Code: https://cnhaox.github.io/NeRF-HuGS/

Abstract


Neural Radiance Field (NeRF) has been widely recognized for its excellence in novel view synthesis and 3D scene reconstruction. However, their effectiveness is inherently tied to the assumption of static scenes, rendering them susceptible to undesirable artifacts when confronted with transient distractors such as moving objects or shadows. In this work, we propose a novel paradigm, namely “Heuristics-Guided Segmentation” (HuGS), which significantly enhances the separation of static scenes from transient distractors by harmoniously combining the strengths of hand-crafted heuristics and state-of-the-art segmentation models, thus significantly transcending the limitations of previous solutions.

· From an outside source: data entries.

//! Error types for server startup and request handling.
//!
//! Startup failures are reported through rootcause as `Report<StartupError>`.
//! Handler failures are [`AuthError`], which renders itself as a response.

use std::fmt;

use axum::{
    http::StatusCode,
    response::{Html, IntoResponse, Response},
};
use gatehouse_accounts::{AccountError, StoreError};

use crate::views::{self, ViewError};

/// Errors that stop the server from starting.
#[derive(Debug)]
pub enum StartupError {
    /// Configuration could not be loaded.
    Config { details: String },
    /// The database was unreachable.
    Database { details: String },
    /// Migrations failed to apply.
    Migration { details: String },
    /// A provider client could not be built.
    Providers { details: String },
    /// A page template failed to parse.
    Templates { details: String },
    /// The listen address could not be bound.
    Bind { addr: String, details: String },
    /// The server stopped with an error.
    Serve { details: String },
}

impl fmt::Display for StartupError {
    fn fmt(&self, f: &mut fmt::Formatter<'_>) -> fmt::Result {
        match self {
            Self::Config { details } => write!(f, "invalid configuration: {}", details),
            Self::Database { details } => write!(f, "database connection failed: {}", details),
            Self::Migration { details } => write!(f, "migrations failed: {}", details),
            Self::Providers { details } => write!(f, "provider setup failed: {}", details),
            Self::Templates { details } => write!(f, "page templates failed to load: {}", details),
            Self::Bind { addr, details } => write!(f, "failed to bind '{}': {}", addr, details),
            Self::Serve { details } => write!(f, "server error: {}", details),
        }
    }
}

impl std::error::Error for StartupError {}

/// Errors returned by request handlers.
#[derive(Debug)]
pub enum AuthError {
    /// The provider callback arrived without the state cookie.
    MissingAuthState,
    /// The state cookie could not be read.
    InvalidAuthState,
    /// The callback `state` did not match the state cookie.
    CsrfMismatch,
    /// The path named a provider that is unknown or not enabled.
    UnknownProvider { name: String },
    /// The submitted data was rejected.
    Rejected { messages: Vec<String> },
    /// The account no longer exists.
    NotFound,
    /// A storage or hashing failure.
    Internal { details: String },
}

impl fmt::Display for AuthError {
    fn fmt(&self, f: &mut fmt::Formatter<'_>) -> fmt::Result {
        match self {
            Self::MissingAuthState => write!(f, "missing auth state"),
            Self::InvalidAuthState => write!(f, "invalid auth state"),
            Self::CsrfMismatch => write!(f, "auth state mismatch"),
            Self::UnknownProvider { name } => write!(f, "unknown provider '{}'", name),
            Self::Rejected { messages } => write!(f, "rejected: {}", messages.join(", ")),
            Self::NotFound => write!(f, "account not found"),
            Self::Internal { details } => write!(f, "internal error: {}", details),
        }
    }
}

impl std::error::Error for AuthError {}

/// Messages shown to the user for account errors caused by their input.
///
/// Returns `None` for failures that are not the user's to fix.
pub fn rejection_messages(err: &AccountError) -> Option<Vec<String>> {
    let messages = match err {
        AccountError::Validation(errors) => errors.full_messages(),
        AccountError::InvalidCredentials => vec!["Invalid email or password.".to_string()],
        AccountError::InvalidResetToken => vec!["Reset password token is invalid".to_string()],
        AccountError::ResetTokenExpired => {
            vec!["Reset password token has expired, please request a new one".to_string()]
        }
        AccountError::NotFound | AccountError::PasswordHash { .. } | AccountError::Store(_) => {
            return None;
        }
    };
    Some(messages)
}

impl From<AccountError> for AuthError {
    fn from(err: AccountError) -> Self {
        if let Some(messages) = rejection_messages(&err) {
            return Self::Rejected { messages };
        }
        match err {
            AccountError::NotFound => Self::NotFound,
            other => Self::Internal {
                details: other.to_string(),
            },
        }
    }
}

impl From<ViewError> for AuthError {
    fn from(err: ViewError) -> Self {
        Self::Internal {
            details: err.to_string(),
        }
    }
}

impl From<StoreError> for AuthError {
    fn from(err: StoreError) -> Self {
        AccountError::from(err).into()
    }
}

impl IntoResponse for AuthError {
    fn into_response(self) -> Response {
        let (status, title, messages) = match self {
            Self::MissingAuthState => (
                StatusCode::BAD_REQUEST,
                "Sign in failed",
                vec!["Your sign-in attempt expired. Please try again.".to_string()],
            ),
            Self::InvalidAuthState | Self::CsrfMismatch => (
                StatusCode::BAD_REQUEST,
                "Sign in failed",
                vec!["Could not verify the sign-in request.".to_string()],
            ),
            Self::UnknownProvider { .. } => (
                StatusCode::NOT_FOUND,
                "Not found",
                vec!["This sign-in method is not available.".to_string()],
            ),
            Self::Rejected { messages } => {
                (StatusCode::UNPROCESSABLE_ENTITY, "Request rejected", messages)
            }
            Self::NotFound => (
                StatusCode::NOT_FOUND,
                "Not found",
                vec!["Account not found.".to_string()],
            ),
            Self::Internal { details } => {
                tracing::error!(details = %details, "request failed");
                (
                    StatusCode::INTERNAL_SERVER_ERROR,
                    "Something went wrong",
                    vec!["Internal server error".to_string()],
                )
            }
        };

        match views::error_page(title, &messages) {
            Ok(page) => (status, Html(page)).into_response(),
            Err(e) => {
                tracing::error!(error = %e, "failed to render error page");
                (status, title).into_response()
            }
        }
    }
}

Furthermore, we delve into the meticulous design of heuristics, introducing a seamless fusion of Structure-from-Motion (SfM)-based heuristics and color residual heuristics, catering to a diverse range of texture profiles. Extensive experiments demonstrate the superiority and robustness of our method in mitigating transient distractors for NeRFs trained in non-static scenes. Project page: https://cnhaox.github.io/NeRF-HuGS/

 

 

Framework


 

 

Experiment


 

 

Conclusion


In this work, we propose a novel heuristics-guided segmentation paradigm that effectively addresses the prevalent issue of transient distractors in real-world NeRF training. By strategically combining the complementary strengths of hand-crafted heuristics and state-of-the-art semantic segmentation models, our method achieves highly accurate segmentation of transient distractors across diverse scenes without any prior knowledge. Through meticulous heuristic design, our method can capture both high and low-frequency static scene elements robustly. Extensive experiments demonstrate the superiority of our approach over existing methods.